El dilema es complejo. ¿Cómo cubrir un deporte atravesado por dudas constantes de limpieza? ¿Cómo repartir justicia escrita en un ciclismo remendado todos los días, con tantos héroes de cartón y nuevos asteriscos? La cuestión puede parecer sencilla cuando hablamos de tipos como Riis y Armstrong, a los que se puede calificar como completamente fraudulentos. ¿Pero qué hacer con los demás? Marco Pantani, por ejemplo, goza de inmejorable recuerdo en el pelotón, los aficionados e incluso los periodistas, pero es un hecho más o menos fundado que su carrera estuvo muy apoyada en el dopaje. ¿Eso nos inhabilita para narrar con admiración su victoria en Galibier y Les Deux Alpes en 1998, por ejemplo? ¿Se debe alabar algunos de sus logros? ¿O todos merecen cuarentena aunque no estén directamente señalados? ¿Cómo discriminarlos si en realidad sólo dio positivo una vez? ¿Y qué hay de tantos ciclistas que han estado tan cerca de entornos, equipos o médicos sabidamente dopadores, pero no fueron cazados, como Olano, Rominger, Zulle, Pereiro…?
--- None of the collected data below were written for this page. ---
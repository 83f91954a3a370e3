pub mod bulk;
pub mod catalog;
pub mod client;
pub mod config;
pub mod driver;
pub mod metadata;
pub mod migration;
pub mod seed;
pub mod state;
pub mod utils;
pub mod version;

// Re-export commonly used types
pub use bulk::{attribute_error, AttributedError, BulkBuilder};
pub use catalog::{CatalogError, CatalogState, CatalogStore, CliState, MigrationRecord};
pub use client::{ApiError, HasuraError, HttpTransport, Operation, Transport, TransportError};
pub use config::{read_config, write_config, ConfigError, DatabaseDriver, ProjectConfig};
pub use driver::{
    apply_migrations, build_plan, migration_status, AppliedMigration, ApplyOptions, ApplyResult,
    BulkSession, Driver, DriverError, DriverOptions, MigrationPlan, MigrationStatus,
    MigrationTarget, PlanError,
};
pub use metadata::{MetadataClient, MetadataError};
pub use migration::{
    create_migration, CreateMigrationOptions, FileSource, MigrationDirection, MigrationError,
    MigrationKind, MigrationVersion, Migrations,
};
pub use seed::{apply_seeds, create_seed, SeedError, SeedTarget};
pub use state::{
    CatalogStateBackend, CommitBatch, MigrationStateBackend, SqlTableBackend, StateError,
};
pub use version::{detect_capability, probe_server, SemVer, ServerCapability, VersionError};
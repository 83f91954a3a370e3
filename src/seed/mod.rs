//! Seed SQL files: data fixtures applied on demand, never tracked.

use crate::bulk::{attribute_error, BulkBuilder};
use crate::client::{post, ApiError, RunSqlArgs, RunSqlStyle, Transport, TransportError};
use crate::config::ProjectConfig;
use crate::migration::validate_name;
use crate::utils::now_millis;
use crate::version::ServerCapability;
use std::path::{Path, PathBuf};
use thiserror::Error;
use tokio::fs;
use tracing::{debug, error, info};

#[derive(Error, Debug)]
pub enum SeedError {
    #[error("IO error: {0}")]
    IoError(#[from] std::io::Error),

    #[error("Seed file not found: {0}")]
    NotFound(PathBuf),

    #[error("Invalid seed name: {0}")]
    InvalidName(String),

    #[error("Transport error: {0}")]
    Transport(#[from] TransportError),

    #[error("API error: {0}")]
    Api(#[from] ApiError),

    #[error("JSON error: {0}")]
    Json(#[from] serde_json::Error),

    #[error("Seed {file} failed: [{code}] {message}")]
    Failed {
        file: String,
        path: String,
        code: String,
        message: String,
        query: Option<String>,
    },
}

/// Endpoint and `run_sql` shape seeds are sent with.
#[derive(Debug, Clone, PartialEq, Eq)]
pub struct SeedTarget {
    pub path: String,
    pub style: RunSqlStyle,
}

impl SeedTarget {
    /// Legacy servers take seeds on the query endpoint, newer ones on
    /// `v2/query` scoped to the configured source.
    pub fn new(capability: ServerCapability, config: &ProjectConfig) -> Self {
        match capability {
            ServerCapability::Legacy => Self {
                path: config.api_paths.query.clone(),
                style: RunSqlStyle::Query,
            },
            ServerCapability::Datasources => Self {
                path: config.api_paths.v2_query.clone(),
                style: RunSqlStyle::V2Query {
                    source: config.source.clone(),
                },
            },
        }
    }
}

#[derive(Debug, Clone, Default)]
pub struct ApplySeedsResult {
    /// Seed files sent, in order
    pub files: Vec<String>,
}

/// Apply every `.sql` file of `seeds_dir` (sorted by name), or only `file`,
/// as one bulk request.
pub async fn apply_seeds(
    transport: &dyn Transport,
    target: &SeedTarget,
    seeds_dir: &Path,
    file: Option<&str>,
) -> Result<ApplySeedsResult, SeedError> {
    let files = match file {
        Some(name) => {
            if !is_plain_file_name(name) {
                return Err(SeedError::InvalidName(name.to_string()));
            }
            let path = seeds_dir.join(name);
            if !fs::try_exists(&path).await? {
                return Err(SeedError::NotFound(path));
            }
            vec![name.to_string()]
        }
        None => list_seed_files(seeds_dir).await?,
    };

    let mut bulk = BulkBuilder::new();
    for name in &files {
        let sql = fs::read_to_string(seeds_dir.join(name)).await?;
        if sql.trim().is_empty() {
            debug!(file = %name, "Skipping empty seed");
            continue;
        }
        bulk.append(target.style.operation(RunSqlArgs::new(sql)), name.as_str());
    }

    if bulk.is_empty() {
        info!(dir = %seeds_dir.display(), "No seeds to apply");
        return Ok(ApplySeedsResult::default());
    }

    let request = match target.style.bulk_source() {
        Some(source) => serde_json::to_value(bulk.to_source_request(source))?,
        None => serde_json::to_value(bulk.to_request())?,
    };

    info!(count = bulk.len(), "Applying seeds");
    let response = post(transport, &target.path, &request).await?;
    if let Err(e) = response.error_for_status() {
        let seed_error = match attribute_error(&e, &request, &bulk) {
            Some(attributed) => SeedError::Failed {
                file: attributed.file.unwrap_or_default(),
                path: attributed.error.path,
                code: attributed.error.code,
                message: attributed.error.error,
                query: attributed.query,
            },
            None => SeedError::Api(e),
        };
        error!(error = %seed_error, "Applying seeds failed");
        return Err(seed_error);
    }

    Ok(ApplySeedsResult { files })
}

async fn list_seed_files(seeds_dir: &Path) -> Result<Vec<String>, SeedError> {
    if !fs::try_exists(seeds_dir).await? {
        return Ok(Vec::new());
    }

    let mut files = Vec::new();
    let mut entries = fs::read_dir(seeds_dir).await?;
    while let Some(entry) = entries.next_entry().await? {
        let path = entry.path();
        if !entry.file_type().await?.is_file() {
            continue;
        }
        if path.extension().and_then(|e| e.to_str()) != Some("sql") {
            continue;
        }
        if let Some(name) = path.file_name().and_then(|n| n.to_str()) {
            files.push(name.to_string());
        }
    }
    files.sort();
    Ok(files)
}

/// A single path component, so it cannot leave the seeds directory.
fn is_plain_file_name(name: &str) -> bool {
    let mut components = Path::new(name).components();
    matches!(
        (components.next(), components.next()),
        (Some(std::path::Component::Normal(_)), None)
    )
}

/// Write `<millis>_<name>.sql` into the seeds directory.
pub async fn create_seed(seeds_dir: &Path, name: &str, content: &str) -> Result<PathBuf, SeedError> {
    validate_name(name).map_err(|_| SeedError::InvalidName(name.to_string()))?;

    fs::create_dir_all(seeds_dir).await?;
    let path = seeds_dir.join(format!("{}_{}.sql", now_millis(), name));
    fs::write(&path, content).await?;

    info!(path = %path.display(), "Created seed");
    Ok(path)
}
El resultado es un deporte carente de relato estable, sin cimiento alguno en el que sostenerse. Nada existe sin credibilidad y, por supuesto, sin ídolos, como un fútbol que repudiara a Maradona o un tenis que se avergonzara de Federer. Odiosas comparaciones aparte, el ciclismo se ha convertido en una rueda de reconocimiento constante. El motivo es la simple evidencia médica, ya fuera en la época de la EPO –volando completamente fuera de los radares– o más actualmente con hormonas de crecimiento y filetones. De Bugno a Virenque, de Indurain a Cancellara. ¿Por quién poner la mano en el fuego? El ciclismo parece un juego lampedusiano en el que se supone que cambian cosas para que todo siga igual, pese a las alarmantes señales que emite. Y para alimentar esta farsa parecen entregarse selectivamente la cabeza de algunos culpables. Por ello, el escritor tiene que hacer verdaderos malabarismos para conciliar narración y revisionismo, ajustando cuentas con tramposos y sospechosos pero intentado también no saltarse ninguna precaución ni presunción.
En suma, es un ejercicio sumamente resbaladizo. Pero visto un panorama tan podrido, es justo exigir mayor audacia y sentido crítico a quienes cuentan el ciclismo en las páginas.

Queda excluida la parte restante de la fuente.